La production alimentaire mondiale doit augmenter de 70 % pour répondre aux besoins de 2.3 milliards de personnes supplémentaires d'ici 2050. Tandis que les augmentations futures des niveaux élevés de dioxyde de carbone augmentera le rendement de nombreuses cultures, disponibilité des ressources pour les enzymes importantes pour la photosynthèse limite leur productivité en présence de dioxyde de carbone élevé. Dans un article récemment publié par in silico Les plantes, Dr Marshall-Colon et collègues ont utilisé un modèle multi-échelles pour identifier les facteurs de transcription contrôlant les enzymes qui augmenteront la productivité sous les niveaux futurs de dioxyde de carbone.
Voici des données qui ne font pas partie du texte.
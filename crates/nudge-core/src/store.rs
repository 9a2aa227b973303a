//! Condition store: per-conversation and global condition lists.
//!
//! Each scope holds an ordered list of at most `max_conditions` conditions and
//! one sensitivity. Conversations additionally carry their notification
//! toggles and the `notified_topics` dedup guard.

use std::collections::{BTreeSet, HashMap};

use serde::Serialize;
use tracing::debug;

use crate::error::{NudgeError, NudgeResult};
use crate::types::{Condition, ConditionId, ConditionQuery, ConditionScope, ConversationId, Sensitivity};

/// Notification settings of a single conversation.
#[derive(Debug, Clone, Serialize)]
pub struct ConversationNotificationConfig {
    /// Whether the always-on "new message" notification fires.
    pub general_enabled: bool,
    /// Whether conversation conditions are evaluated.
    pub condition_matching_enabled: bool,
    pub sensitivity: Sensitivity,
    conditions: Vec<Condition>,
    notified_topics: BTreeSet<String>,
}

impl ConversationNotificationConfig {
    fn new(sensitivity: Sensitivity) -> Self {
        Self {
            general_enabled: true,
            condition_matching_enabled: true,
            sensitivity,
            conditions: Vec::new(),
            notified_topics: BTreeSet::new(),
        }
    }

    pub fn conditions(&self) -> &[Condition] {
        &self.conditions
    }

    /// Topics already surfaced during the current unread window.
    pub fn notified_topics(&self) -> &BTreeSet<String> {
        &self.notified_topics
    }

    pub(crate) fn notified_topics_mut(&mut self) -> &mut BTreeSet<String> {
        &mut self.notified_topics
    }
}

/// Settings of the global scope.
#[derive(Debug, Clone, Serialize)]
pub struct GlobalNotificationConfig {
    pub condition_matching_enabled: bool,
    pub sensitivity: Sensitivity,
    conditions: Vec<Condition>,
}

impl GlobalNotificationConfig {
    pub fn conditions(&self) -> &[Condition] {
        &self.conditions
    }
}

/// In-memory store of all condition scopes.
#[derive(Debug, Clone)]
pub struct ConditionStore {
    global: GlobalNotificationConfig,
    conversations: HashMap<ConversationId, ConversationNotificationConfig>,
    max_conditions: usize,
    default_sensitivity: Sensitivity,
}

impl ConditionStore {
    /// Create an empty store.
    pub fn new(max_conditions: usize, default_sensitivity: Sensitivity) -> Self {
        Self {
            global: GlobalNotificationConfig {
                condition_matching_enabled: true,
                sensitivity: default_sensitivity,
                conditions: Vec::new(),
            },
            conversations: HashMap::new(),
            max_conditions,
            default_sensitivity,
        }
    }

    pub fn max_conditions(&self) -> usize {
        self.max_conditions
    }

    /// Get or create the config of a conversation.
    pub fn ensure_conversation(&mut self, id: &ConversationId) -> &mut ConversationNotificationConfig {
        let default_sensitivity = self.default_sensitivity;
        self.conversations
            .entry(id.clone())
            .or_insert_with(|| ConversationNotificationConfig::new(default_sensitivity))
    }

    pub fn conversation(&self, id: &ConversationId) -> Option<&ConversationNotificationConfig> {
        self.conversations.get(id)
    }

    pub fn conversation_mut(&mut self, id: &ConversationId) -> Option<&mut ConversationNotificationConfig> {
        self.conversations.get_mut(id)
    }

    pub fn global(&self) -> &GlobalNotificationConfig {
        &self.global
    }

    /// Conditions of a scope; an unknown conversation has none.
    pub fn conditions(&self, scope: &ConditionScope) -> &[Condition] {
        match scope {
            ConditionScope::Global => &self.global.conditions,
            ConditionScope::Conversation(id) => self
                .conversations
                .get(id)
                .map(|c| c.conditions.as_slice())
                .unwrap_or(&[]),
        }
    }

    /// Append a condition to a scope.
    pub fn add_condition(&mut self, scope: &ConditionScope, text: &str) -> NudgeResult<Condition> {
        let condition = Condition::new(text)?;
        let limit = self.max_conditions;
        let list = self.conditions_mut(scope);
        if list.len() >= limit {
            return Err(NudgeError::condition_limit(limit));
        }
        list.push(condition.clone());
        debug!(scope = ?scope, condition_id = %condition.id, "Condition added");
        Ok(condition)
    }

    /// Remove a condition from a scope.
    pub fn remove_condition(
        &mut self,
        scope: &ConditionScope,
        id: &ConditionId,
    ) -> NudgeResult<Condition> {
        let list = self.conditions_mut(scope);
        let pos = list
            .iter()
            .position(|c| &c.id == id)
            .ok_or_else(|| NudgeError::condition_not_found(id))?;
        let removed = list.remove(pos);
        debug!(scope = ?scope, condition_id = %id, "Condition removed");
        Ok(removed)
    }

    /// Edit a condition: remove the old one and append a new one.
    ///
    /// The new text is validated first so a rejected edit leaves the scope untouched.
    pub fn replace_condition(
        &mut self,
        scope: &ConditionScope,
        id: &ConditionId,
        text: &str,
    ) -> NudgeResult<Condition> {
        let replacement = Condition::new(text)?;
        self.remove_condition(scope, id)?;
        self.conditions_mut(scope).push(replacement.clone());
        Ok(replacement)
    }

    /// Set the sensitivity of a scope, rejecting values outside [0, 100].
    pub fn set_sensitivity(&mut self, scope: &ConditionScope, value: i64) -> NudgeResult<Sensitivity> {
        let sensitivity = Sensitivity::new(value)?;
        match scope {
            ConditionScope::Global => self.global.sensitivity = sensitivity,
            ConditionScope::Conversation(id) => self.ensure_conversation(id).sensitivity = sensitivity,
        }
        Ok(sensitivity)
    }

    pub fn sensitivity(&self, scope: &ConditionScope) -> Sensitivity {
        match scope {
            ConditionScope::Global => self.global.sensitivity,
            ConditionScope::Conversation(id) => self
                .conversations
                .get(id)
                .map(|c| c.sensitivity)
                .unwrap_or(self.default_sensitivity),
        }
    }

    pub fn set_general_enabled(&mut self, id: &ConversationId, enabled: bool) {
        self.ensure_conversation(id).general_enabled = enabled;
    }

    pub fn set_condition_matching(&mut self, scope: &ConditionScope, enabled: bool) {
        match scope {
            ConditionScope::Global => self.global.condition_matching_enabled = enabled,
            ConditionScope::Conversation(id) => {
                self.ensure_conversation(id).condition_matching_enabled = enabled
            }
        }
    }

    /// Combined condition batch for a conversation.
    ///
    /// Conversation conditions (tagged with the conversation sensitivity) come
    /// first, then global conditions (tagged with the global sensitivity). A
    /// scope whose toggle is off contributes nothing.
    pub fn condition_batch(&self, id: &ConversationId) -> Vec<ConditionQuery> {
        let mut batch = Vec::new();
        if let Some(config) = self.conversations.get(id) {
            if config.condition_matching_enabled {
                batch.extend(
                    config
                        .conditions
                        .iter()
                        .map(|c| ConditionQuery::from_condition(c, config.sensitivity)),
                );
            }
        }
        if self.global.condition_matching_enabled {
            batch.extend(
                self.global
                    .conditions
                    .iter()
                    .map(|c| ConditionQuery::from_condition(c, self.global.sensitivity)),
            );
        }
        batch
    }

    /// Clear the dedup guard of a conversation.
    pub fn clear_notified_topics(&mut self, id: &ConversationId) {
        if let Some(config) = self.conversations.get_mut(id) {
            config.notified_topics.clear();
        }
    }

    fn conditions_mut(&mut self, scope: &ConditionScope) -> &mut Vec<Condition> {
        match scope {
            ConditionScope::Global => &mut self.global.conditions,
            ConditionScope::Conversation(id) => &mut self.ensure_conversation(id).conditions,
        }
    }
}

impl Default for ConditionStore {
    fn default() -> Self {
        Self::new(20, Sensitivity::default())
    }
}

#[cfg(test)]
mod tests {
    use super::*;

    fn conv(id: &str) -> ConditionScope {
        ConditionScope::Conversation(ConversationId::new(id))
    }

    #[test]
    fn test_add_and_list_preserves_order() {
        let mut store = ConditionStore::default();
        store.add_condition(&conv("main"), "여행").unwrap();
        store.add_condition(&conv("main"), "맛집").unwrap();

        let texts: Vec<_> = store.conditions(&conv("main")).iter().map(|c| c.text()).collect();
        assert_eq!(texts, vec!["여행", "맛집"]);
        assert!(store.conditions(&ConditionScope::Global).is_empty());
    }

    #[test]
    fn test_limit_is_enforced_per_scope() {
        let mut store = ConditionStore::new(2, Sensitivity::default());
        store.add_condition(&conv("a"), "one").unwrap();
        store.add_condition(&conv("a"), "two").unwrap();
        let err = store.add_condition(&conv("a"), "three").unwrap_err();
        assert!(matches!(err, NudgeError::ConditionLimit { limit: 2, .. }));

        // Other scopes are unaffected
        store.add_condition(&conv("b"), "one").unwrap();
        store.add_condition(&ConditionScope::Global, "one").unwrap();
    }

    #[test]
    fn test_remove_unknown_condition() {
        let mut store = ConditionStore::default();
        let err = store
            .remove_condition(&ConditionScope::Global, &ConditionId::new("missing"))
            .unwrap_err();
        assert!(matches!(err, NudgeError::NotFound { .. }));
    }

    #[test]
    fn test_replace_is_remove_then_add() {
        let mut store = ConditionStore::default();
        let first = store.add_condition(&conv("main"), "여행").unwrap();
        store.add_condition(&conv("main"), "맛집").unwrap();

        let edited = store.replace_condition(&conv("main"), &first.id, "해외여행").unwrap();
        assert_ne!(edited.id, first.id);

        let texts: Vec<_> = store.conditions(&conv("main")).iter().map(|c| c.text()).collect();
        assert_eq!(texts, vec!["맛집", "해외여행"]);
    }

    #[test]
    fn test_replace_with_blank_text_keeps_original() {
        let mut store = ConditionStore::default();
        let first = store.add_condition(&conv("main"), "여행").unwrap();
        assert!(store.replace_condition(&conv("main"), &first.id, "  ").is_err());
        assert_eq!(store.conditions(&conv("main"))[0].id, first.id);
    }

    #[test]
    fn test_sensitivity_out_of_range_is_rejected() {
        let mut store = ConditionStore::default();
        assert!(store.set_sensitivity(&conv("main"), 101).is_err());
        assert!(store.set_sensitivity(&ConditionScope::Global, -5).is_err());
        store.set_sensitivity(&conv("main"), 60).unwrap();
        assert_eq!(store.sensitivity(&conv("main")).value(), 60);
        assert_eq!(store.sensitivity(&ConditionScope::Global).value(), 50);
    }

    #[test]
    fn test_condition_batch_tags_scope_sensitivity() {
        let mut store = ConditionStore::default();
        let id = ConversationId::new("main");
        store.add_condition(&conv("main"), "여행").unwrap();
        store.add_condition(&ConditionScope::Global, "긴급").unwrap();
        store.set_sensitivity(&conv("main"), 60).unwrap();
        store.set_sensitivity(&ConditionScope::Global, 20).unwrap();

        let batch = store.condition_batch(&id);
        assert_eq!(batch.len(), 2);
        assert_eq!(batch[0].condition, "여행");
        assert_eq!(batch[0].sensitivity.value(), 60);
        assert_eq!(batch[1].condition, "긴급");
        assert_eq!(batch[1].sensitivity.value(), 20);
    }

    #[test]
    fn test_condition_batch_respects_toggles() {
        let mut store = ConditionStore::default();
        let id = ConversationId::new("main");
        store.add_condition(&conv("main"), "여행").unwrap();
        store.add_condition(&ConditionScope::Global, "긴급").unwrap();

        store.set_condition_matching(&conv("main"), false);
        let batch = store.condition_batch(&id);
        assert_eq!(batch.len(), 1);
        assert_eq!(batch[0].condition, "긴급");

        store.set_condition_matching(&ConditionScope::Global, false);
        assert!(store.condition_batch(&id).is_empty());
    }

    #[test]
    fn test_clear_notified_topics() {
        let mut store = ConditionStore::default();
        let id = ConversationId::new("main");
        store
            .ensure_conversation(&id)
            .notified_topics_mut()
            .insert("여행".to_string());
        assert_eq!(store.conversation(&id).unwrap().notified_topics().len(), 1);

        store.clear_notified_topics(&id);
        assert!(store.conversation(&id).unwrap().notified_topics().is_empty());
    }
}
Les auteurs ont d'abord créé un modèle multi-échelles de la photosynthèse des feuilles de soja en intégrant trois modèles à travers des échelles moléculaires et organiques à l'aide de le yggdrasil cadre. Ce modèle multi-échelle a ensuite été utilisé pour mettre à l'échelle les processus allant de l'expression des gènes au métabolisme photosynthétique afin de prédire la physiologie des feuilles en réponse à l'augmentation du dioxyde de carbone. L'analyse de contrôle de flux a été utilisée pour identifier les enzymes nécessitant le plus grand changement pour s'adapter de manière optimale au dioxyde de carbone élevé. Lier le GRN aux concentrations de protéines, qui servent d'entrée au modèle métabolique, a permis d'identifier les principaux facteurs de transcription qui pourraient être régulés à la hausse ou à la baisse pour améliorer la photosynthèse. Des enzymes spécifiques qui avaient des coefficients de contrôle élevés dans le dioxyde de carbone ambiant et élevé ont ensuite été identifiées.
Le modèle multi-échelle de la photosynthèse du soja a prédit avec succès les changements d'acclimatation dans l'appareil photosynthétique des plantes cultivées sous des niveaux élevés de dioxyde de carbone dans le champ. Le modèle a prédit que la ribulose-1,5-bisphosphate carboxylase/oxygénase (RuBisCO) était moins limitante sous le dioxyde de carbone élevé qu'elle est sous le dioxyde de carbone ambiant et devrait être régulée à la baisse permettant la réaffectation des ressources aux enzymes contrôlant le taux de régénération de ribulose-1:5 bisphosphate (RuBP).
En reliant le réseau de régulation des gènes par la concentration de protéines au modèle métabolique, les auteurs ont pu identifier les facteurs de transcription correspondant à la régulation à la hausse et à la baisse des gènes nécessaires pour améliorer la photosynthèse. L'analyse a spécifiquement identifié le facteur de transcription GmGATA2, qui a régulé à la baisse les gènes pour la synthèse de RuBisCO tout en régulant à la hausse les gènes contrôlant la génération de RuBP et la synthèse de l'amidon.
« Les modèles de photosynthèse existants ne permettent pas de lier les changements transcriptionnels observés au métabolisme et à la capacité photosynthétique au niveau des feuilles. Notre modèle intégré surmonte cela, résultant en un modèle capable de prédire l'acclimatation photosynthétique observée sur le terrain sous des concentrations élevées de CO2. Le modèle a également fourni des prédictions sur des mécanismes de régulation spécifiques que nous pouvons désormais cibler avec l'ingénierie pour améliorer l'efficacité photosynthétique du soja sous de futures concentrations de CO2 », déclare Amy Marshall-Colon, professeure adjointe de biologie végétale à l'Université de l'Illinois.
Les auteurs prévoient d'utiliser les prédictions pour guider l'amélioration génétique dans plantes de soja poussant sous une forte teneur en dioxyde de carbone dans le but de pérenniser les cultures.